*** Data section ***

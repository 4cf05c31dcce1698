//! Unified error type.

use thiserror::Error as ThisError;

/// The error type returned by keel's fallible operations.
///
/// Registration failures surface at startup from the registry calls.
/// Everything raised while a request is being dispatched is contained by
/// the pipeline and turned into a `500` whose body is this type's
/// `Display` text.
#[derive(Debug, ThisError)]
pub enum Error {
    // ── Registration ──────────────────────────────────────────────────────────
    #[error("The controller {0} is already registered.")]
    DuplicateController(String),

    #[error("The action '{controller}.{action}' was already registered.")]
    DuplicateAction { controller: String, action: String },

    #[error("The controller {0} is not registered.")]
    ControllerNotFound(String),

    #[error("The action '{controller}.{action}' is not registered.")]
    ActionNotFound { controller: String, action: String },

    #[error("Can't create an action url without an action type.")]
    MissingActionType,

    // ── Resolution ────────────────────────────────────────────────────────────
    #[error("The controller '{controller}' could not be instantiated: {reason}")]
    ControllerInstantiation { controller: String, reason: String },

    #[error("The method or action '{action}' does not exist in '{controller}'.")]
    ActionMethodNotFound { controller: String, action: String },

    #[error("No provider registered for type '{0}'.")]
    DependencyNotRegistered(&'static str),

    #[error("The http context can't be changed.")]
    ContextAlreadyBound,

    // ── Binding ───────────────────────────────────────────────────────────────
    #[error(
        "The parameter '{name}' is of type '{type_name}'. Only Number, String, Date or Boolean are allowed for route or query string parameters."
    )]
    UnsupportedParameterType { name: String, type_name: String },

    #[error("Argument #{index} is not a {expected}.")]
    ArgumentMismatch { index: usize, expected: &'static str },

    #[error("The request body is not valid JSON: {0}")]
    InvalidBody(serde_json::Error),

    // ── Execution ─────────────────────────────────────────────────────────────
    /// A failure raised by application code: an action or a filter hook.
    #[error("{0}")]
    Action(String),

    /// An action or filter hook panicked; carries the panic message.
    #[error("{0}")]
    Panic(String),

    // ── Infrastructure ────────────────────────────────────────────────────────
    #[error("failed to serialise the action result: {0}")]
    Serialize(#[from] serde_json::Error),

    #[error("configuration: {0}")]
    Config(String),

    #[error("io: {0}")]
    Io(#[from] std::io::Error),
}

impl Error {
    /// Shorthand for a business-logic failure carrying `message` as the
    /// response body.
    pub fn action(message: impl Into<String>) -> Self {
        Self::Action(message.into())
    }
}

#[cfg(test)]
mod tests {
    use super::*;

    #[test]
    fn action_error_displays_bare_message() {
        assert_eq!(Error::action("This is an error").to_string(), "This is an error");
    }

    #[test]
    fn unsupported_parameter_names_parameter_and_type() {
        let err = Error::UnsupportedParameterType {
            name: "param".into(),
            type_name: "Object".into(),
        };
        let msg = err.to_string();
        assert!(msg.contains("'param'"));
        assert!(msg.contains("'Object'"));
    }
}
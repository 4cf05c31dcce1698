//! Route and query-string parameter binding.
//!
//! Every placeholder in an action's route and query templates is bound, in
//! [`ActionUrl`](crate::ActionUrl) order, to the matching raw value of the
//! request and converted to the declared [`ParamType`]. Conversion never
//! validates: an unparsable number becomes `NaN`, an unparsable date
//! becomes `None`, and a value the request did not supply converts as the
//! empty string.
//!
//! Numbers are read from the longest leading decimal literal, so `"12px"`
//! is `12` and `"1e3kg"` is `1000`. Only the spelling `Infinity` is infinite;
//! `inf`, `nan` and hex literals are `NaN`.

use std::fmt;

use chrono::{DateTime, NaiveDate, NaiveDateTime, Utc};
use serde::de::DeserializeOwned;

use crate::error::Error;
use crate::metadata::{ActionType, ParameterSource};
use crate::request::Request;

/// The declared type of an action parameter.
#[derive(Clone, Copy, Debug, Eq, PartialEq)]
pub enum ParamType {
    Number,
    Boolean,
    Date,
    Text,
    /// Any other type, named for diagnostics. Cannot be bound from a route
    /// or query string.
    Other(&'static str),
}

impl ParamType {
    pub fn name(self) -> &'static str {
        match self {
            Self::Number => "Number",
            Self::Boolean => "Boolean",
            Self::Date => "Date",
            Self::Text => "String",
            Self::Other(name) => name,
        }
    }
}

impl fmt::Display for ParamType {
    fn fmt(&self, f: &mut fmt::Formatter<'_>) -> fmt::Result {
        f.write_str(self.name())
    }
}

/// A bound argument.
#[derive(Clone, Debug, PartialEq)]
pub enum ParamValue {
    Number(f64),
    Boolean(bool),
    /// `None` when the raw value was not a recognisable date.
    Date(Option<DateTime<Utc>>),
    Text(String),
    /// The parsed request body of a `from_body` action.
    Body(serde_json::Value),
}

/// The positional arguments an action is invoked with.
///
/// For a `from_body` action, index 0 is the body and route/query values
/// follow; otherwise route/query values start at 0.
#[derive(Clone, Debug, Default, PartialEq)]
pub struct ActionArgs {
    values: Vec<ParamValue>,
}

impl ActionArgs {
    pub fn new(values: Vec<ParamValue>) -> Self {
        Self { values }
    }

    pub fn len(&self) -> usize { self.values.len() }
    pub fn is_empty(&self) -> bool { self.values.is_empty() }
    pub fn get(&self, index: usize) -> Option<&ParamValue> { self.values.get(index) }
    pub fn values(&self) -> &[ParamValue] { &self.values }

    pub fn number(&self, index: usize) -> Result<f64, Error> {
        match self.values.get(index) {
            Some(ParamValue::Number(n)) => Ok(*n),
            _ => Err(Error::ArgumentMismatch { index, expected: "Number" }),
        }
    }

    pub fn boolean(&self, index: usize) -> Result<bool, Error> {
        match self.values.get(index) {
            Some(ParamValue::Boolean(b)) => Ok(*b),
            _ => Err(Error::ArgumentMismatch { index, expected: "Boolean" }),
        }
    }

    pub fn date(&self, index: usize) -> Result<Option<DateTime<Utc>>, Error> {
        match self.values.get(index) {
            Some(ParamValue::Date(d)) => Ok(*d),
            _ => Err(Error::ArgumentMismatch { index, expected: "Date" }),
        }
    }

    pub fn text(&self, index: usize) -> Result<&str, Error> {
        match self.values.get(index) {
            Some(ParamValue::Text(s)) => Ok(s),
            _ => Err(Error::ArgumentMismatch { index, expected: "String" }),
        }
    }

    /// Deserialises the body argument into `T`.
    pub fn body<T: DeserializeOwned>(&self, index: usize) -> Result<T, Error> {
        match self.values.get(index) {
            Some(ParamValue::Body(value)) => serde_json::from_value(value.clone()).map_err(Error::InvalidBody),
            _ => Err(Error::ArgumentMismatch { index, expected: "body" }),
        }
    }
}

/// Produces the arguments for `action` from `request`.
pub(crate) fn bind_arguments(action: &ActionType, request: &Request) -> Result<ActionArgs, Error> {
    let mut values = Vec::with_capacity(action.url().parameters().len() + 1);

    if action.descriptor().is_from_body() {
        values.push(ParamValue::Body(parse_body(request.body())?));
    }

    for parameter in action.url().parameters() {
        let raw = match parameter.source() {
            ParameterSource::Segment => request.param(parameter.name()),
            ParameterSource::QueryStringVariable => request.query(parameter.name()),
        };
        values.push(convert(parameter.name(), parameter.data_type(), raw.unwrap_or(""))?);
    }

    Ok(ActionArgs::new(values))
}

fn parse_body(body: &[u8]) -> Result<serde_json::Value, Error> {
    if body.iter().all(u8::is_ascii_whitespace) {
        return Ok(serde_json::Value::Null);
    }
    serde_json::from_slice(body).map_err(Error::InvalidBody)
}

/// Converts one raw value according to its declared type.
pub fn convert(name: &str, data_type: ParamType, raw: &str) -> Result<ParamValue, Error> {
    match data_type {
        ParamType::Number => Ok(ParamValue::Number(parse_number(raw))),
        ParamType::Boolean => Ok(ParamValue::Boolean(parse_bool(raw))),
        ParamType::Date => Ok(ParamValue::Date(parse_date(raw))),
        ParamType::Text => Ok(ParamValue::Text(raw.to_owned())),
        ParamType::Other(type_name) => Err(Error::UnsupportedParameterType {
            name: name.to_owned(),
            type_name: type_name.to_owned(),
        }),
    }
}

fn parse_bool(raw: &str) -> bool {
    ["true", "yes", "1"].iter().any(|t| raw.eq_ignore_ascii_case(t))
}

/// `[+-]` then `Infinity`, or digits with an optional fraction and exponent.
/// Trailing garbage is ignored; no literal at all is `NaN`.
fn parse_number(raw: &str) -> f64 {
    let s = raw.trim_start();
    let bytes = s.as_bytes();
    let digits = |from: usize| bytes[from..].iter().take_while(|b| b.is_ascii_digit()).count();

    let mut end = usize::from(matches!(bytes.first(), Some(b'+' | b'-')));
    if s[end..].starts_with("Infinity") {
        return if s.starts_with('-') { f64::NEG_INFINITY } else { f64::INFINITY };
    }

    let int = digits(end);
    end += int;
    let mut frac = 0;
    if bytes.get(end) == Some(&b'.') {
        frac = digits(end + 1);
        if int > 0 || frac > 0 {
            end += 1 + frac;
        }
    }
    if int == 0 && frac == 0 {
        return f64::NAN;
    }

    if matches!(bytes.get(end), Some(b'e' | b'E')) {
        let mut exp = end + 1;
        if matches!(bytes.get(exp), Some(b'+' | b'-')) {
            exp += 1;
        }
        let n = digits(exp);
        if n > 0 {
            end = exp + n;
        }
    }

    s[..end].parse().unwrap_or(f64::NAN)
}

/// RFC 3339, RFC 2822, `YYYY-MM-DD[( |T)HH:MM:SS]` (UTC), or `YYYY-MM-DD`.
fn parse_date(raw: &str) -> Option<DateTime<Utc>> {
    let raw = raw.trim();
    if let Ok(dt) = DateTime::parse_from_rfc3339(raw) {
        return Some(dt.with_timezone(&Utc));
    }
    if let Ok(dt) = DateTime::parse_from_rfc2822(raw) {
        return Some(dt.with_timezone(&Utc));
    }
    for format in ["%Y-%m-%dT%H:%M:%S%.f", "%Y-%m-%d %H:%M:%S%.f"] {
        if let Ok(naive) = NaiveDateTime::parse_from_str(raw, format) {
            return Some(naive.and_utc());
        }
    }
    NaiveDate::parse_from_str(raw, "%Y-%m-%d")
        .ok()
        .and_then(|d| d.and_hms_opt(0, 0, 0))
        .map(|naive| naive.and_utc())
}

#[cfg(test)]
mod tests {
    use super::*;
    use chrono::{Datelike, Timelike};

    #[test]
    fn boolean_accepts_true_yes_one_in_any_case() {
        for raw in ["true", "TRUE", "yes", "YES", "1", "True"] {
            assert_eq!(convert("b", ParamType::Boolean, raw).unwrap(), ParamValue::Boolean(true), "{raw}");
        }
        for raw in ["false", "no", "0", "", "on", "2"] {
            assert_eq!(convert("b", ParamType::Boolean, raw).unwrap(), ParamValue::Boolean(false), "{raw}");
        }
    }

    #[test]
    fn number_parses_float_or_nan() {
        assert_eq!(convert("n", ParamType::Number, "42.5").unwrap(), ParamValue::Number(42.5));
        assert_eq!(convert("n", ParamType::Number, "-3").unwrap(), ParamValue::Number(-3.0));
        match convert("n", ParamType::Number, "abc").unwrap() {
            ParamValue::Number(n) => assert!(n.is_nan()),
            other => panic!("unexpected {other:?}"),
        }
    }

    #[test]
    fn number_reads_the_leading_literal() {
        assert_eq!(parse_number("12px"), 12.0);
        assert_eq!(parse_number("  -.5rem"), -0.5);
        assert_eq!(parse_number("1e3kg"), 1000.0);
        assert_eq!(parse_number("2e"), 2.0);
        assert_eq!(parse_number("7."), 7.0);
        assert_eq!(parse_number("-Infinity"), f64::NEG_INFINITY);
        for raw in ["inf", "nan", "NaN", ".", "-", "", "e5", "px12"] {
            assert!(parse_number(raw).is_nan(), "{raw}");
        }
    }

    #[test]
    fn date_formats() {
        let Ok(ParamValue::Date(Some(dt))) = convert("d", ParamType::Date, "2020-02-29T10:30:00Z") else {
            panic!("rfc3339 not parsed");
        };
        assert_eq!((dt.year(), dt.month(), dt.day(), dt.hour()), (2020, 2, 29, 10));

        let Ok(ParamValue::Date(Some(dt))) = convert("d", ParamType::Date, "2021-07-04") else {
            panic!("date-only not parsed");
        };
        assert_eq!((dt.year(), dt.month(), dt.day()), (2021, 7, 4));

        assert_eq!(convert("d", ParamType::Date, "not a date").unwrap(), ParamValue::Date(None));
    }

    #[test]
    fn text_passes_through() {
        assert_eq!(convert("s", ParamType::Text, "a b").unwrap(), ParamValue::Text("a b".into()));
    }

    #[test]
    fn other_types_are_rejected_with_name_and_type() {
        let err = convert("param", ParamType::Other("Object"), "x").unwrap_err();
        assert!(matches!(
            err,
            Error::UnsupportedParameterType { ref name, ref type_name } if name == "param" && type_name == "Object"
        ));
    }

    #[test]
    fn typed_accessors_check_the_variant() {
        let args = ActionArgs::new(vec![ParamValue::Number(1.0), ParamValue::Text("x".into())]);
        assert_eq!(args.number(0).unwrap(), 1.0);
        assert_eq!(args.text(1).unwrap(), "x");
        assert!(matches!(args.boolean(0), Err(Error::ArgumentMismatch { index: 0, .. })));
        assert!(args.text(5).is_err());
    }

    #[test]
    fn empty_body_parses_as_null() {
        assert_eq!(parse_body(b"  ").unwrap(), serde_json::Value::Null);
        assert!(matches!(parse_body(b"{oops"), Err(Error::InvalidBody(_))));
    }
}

*** End of Data section ***

Your assignment | Each line in the data where the string "query" occurs should be identified and copied.

Task response |
        "The parameter '{name}' is of type '{type_name}'. Only Number, String, Date or Boolean are allowed for route or query string parameters."
//! Route and query-string parameter binding.
//! Every placeholder in an action's route and query templates is bound, in
    /// or query string.
/// For a `from_body` action, index 0 is the body and route/query values
/// follow; otherwise route/query values start at 0.
            ParameterSource::QueryStringVariable => request.query(parameter.name()),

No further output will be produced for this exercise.